RENTON -- What exactly is the current version of Seattle's offensive line capable of?

It's a question we still don't know the answer to 11 games into the 2017 season, mainly because this version of Seattle's offensive line has played just one game together. Duane Brown and Luke Joeckel played together for the first time last Sunday in Santa Clara against the 49ers. Ethan Pocic has played one game at right guard after replacing Joeckel for five games on the left side.

And while pass protection has generally been decent most of the season, the run game has been abysmal. Will it stay that way? There's not enough evidence to say definitively. There's also the possibility that the addition of Brown, return of Joeckel and insertion of Pocic at right guard could help propel the running game forward for the final five weeks of the season.

"Each week is for us right now is a new situation, we’ll figure it out as we go," head coach Pete Carroll said Monday. "And we’ll see Mike Davis come back to practice and see where he fits in and see the whole thing how it fits together. It’s just not as clear as it could be maybe with a couple of more weeks, so we’ll see. I’m anxious to see our guys run again behind the line playing together and see how that works, and we’ll just wait and see what comes."

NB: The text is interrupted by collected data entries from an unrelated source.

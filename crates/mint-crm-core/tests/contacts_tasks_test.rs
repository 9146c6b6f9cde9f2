// Copyright (C) 2025 MINT CRM contributors
// SPDX-License-Identifier: AGPL-3.0-or-later
//! Contact to company promotion and task lifecycle rules.

#[macro_use]
mod common;

use chrono::{Duration, Utc};
use mint_crm_core::db::{self, PageRequest};
use mint_crm_core::models::{CompanyInput, ContactInput, TaskFilter, TaskInput, TaskStatus};
use uuid::Uuid;

#[tokio::test]
async fn test_customer_contact_promotes_company() {
    skip_if_no_db!();
    let pool = common::test_pool().await;

    let company = db::companies::create_company(
        &pool,
        &CompanyInput {
            name: Some(format!("Addis Freight {}", Uuid::new_v4().simple())),
            ..Default::default()
        },
    )
    .await
    .unwrap();
    assert!(!company.is_customer);
    assert!(company.is_prospect);

    let contact = db::contacts::create_contact(
        &pool,
        &ContactInput {
            first_name: Some("Hanna".into()),
            last_name: Some("Tesfaye".into()),
            email: Some(common::unique_email("prospect")),
            company_id: Some(Some(company.id)),
            ..Default::default()
        },
    )
    .await
    .unwrap();
    let unchanged = db::companies::get_company(&pool, company.id).await.unwrap().unwrap();
    assert!(!unchanged.is_customer);

    let converted = db::contacts::convert_to_customer(&pool, contact.id)
        .await
        .unwrap()
        .unwrap();
    assert!(converted.is_customer);
    assert!(!converted.is_prospect);

    let promoted = db::companies::get_company(&pool, company.id).await.unwrap().unwrap();
    assert!(promoted.is_customer);
    assert!(!promoted.is_prospect);
}

#[tokio::test]
async fn test_task_completion_stamps_and_clears_completed_at() {
    skip_if_no_db!();
    let pool = common::test_pool().await;
    let agent = common::create_user(&pool, mint_crm_core::models::UserRole::Agent, "").await;

    let task = db::tasks::create_task(
        &pool,
        &TaskInput {
            title: Some("Call back supplier".into()),
            due_date: Some(Some(Utc::now() + Duration::days(1))),
            ..Default::default()
        },
        agent.id,
    )
    .await
    .unwrap();
    assert_eq!(task.status, TaskStatus::Pending);
    assert!(task.completed_at.is_none());

    let done = db::tasks::update_task(
        &pool,
        task.id,
        &TaskInput {
            status: Some(TaskStatus::Completed),
            ..Default::default()
        },
    )
    .await
    .unwrap()
    .unwrap();
    let stamped = done.completed_at.expect("completed_at stamped");

    // Unrelated edits keep the stamp.
    let renamed = db::tasks::update_task(
        &pool,
        task.id,
        &TaskInput {
            title: Some("Call back supplier (done)".into()),
            ..Default::default()
        },
    )
    .await
    .unwrap()
    .unwrap();
    assert_eq!(renamed.completed_at, Some(stamped));

    let reopened = db::tasks::update_task(
        &pool,
        task.id,
        &TaskInput {
            status: Some(TaskStatus::InProgress),
            due_date: Some(None),
            ..Default::default()
        },
    )
    .await
    .unwrap()
    .unwrap();
    assert!(reopened.completed_at.is_none());
    assert!(reopened.due_date.is_none());
}

#[tokio::test]
async fn test_overdue_tasks_skip_closed_and_undated() {
    skip_if_no_db!();
    let pool = common::test_pool().await;
    let agent = common::create_user(&pool, mint_crm_core::models::UserRole::Agent, "").await;
    let tag = Uuid::new_v4().simple().to_string();
    let yesterday = Utc::now() - Duration::days(1);

    let mut ids = Vec::new();
    for (name, status, due) in [
        ("late", TaskStatus::Pending, Some(yesterday)),
        ("done", TaskStatus::Completed, Some(yesterday)),
        ("dropped", TaskStatus::Cancelled, Some(yesterday)),
        ("undated", TaskStatus::Pending, None),
        ("upcoming", TaskStatus::InProgress, Some(Utc::now() + Duration::days(3))),
    ] {
        let task = db::tasks::create_task(
            &pool,
            &TaskInput {
                title: Some(format!("{name} {tag}")),
                status: Some(status),
                due_date: Some(due),
                ..Default::default()
            },
            agent.id,
        )
        .await
        .unwrap();
        ids.push(task.id);
    }

    let filter = TaskFilter {
        search: Some(tag),
        ..Default::default()
    };
    let overdue = db::tasks::list_tasks(&pool, &filter, Some(Utc::now()), PageRequest::default())
        .await
        .unwrap();
    let overdue_ids: Vec<i64> = overdue.iter().map(|t| t.id).collect();
    assert_eq!(overdue_ids, vec![ids[0]]);
    assert!(overdue[0].is_overdue(Utc::now()));
    assert_eq!(
        db::tasks::count_tasks(&pool, &filter, Some(Utc::now())).await.unwrap(),
        1
    );
}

Brown and Joeckel never once practiced together before taking the field side-by-side on Sunday. Brown hadn't practiced in two weeks while recovering from an ankle injury and Joeckel returned to the lineup last week for the first time since knee surgery in October. Keeping the same group together, if possible, down the stretch should allow the Seahawks to maximize what they can do.

"Anytime you start to have a line together more than a week or two weeks and you get to start to build relationships, camaraderie and just understanding how the guy next to you plays, there's trust that goes in there," center Justin Britt said. "I feel like the left side is well-schooled. They've played a lot of ball between the both of them. And then the right side, they're relatively new but Germain (Ifedi)'s got experience and Ethan's coming along pretty nice. So it's just working together."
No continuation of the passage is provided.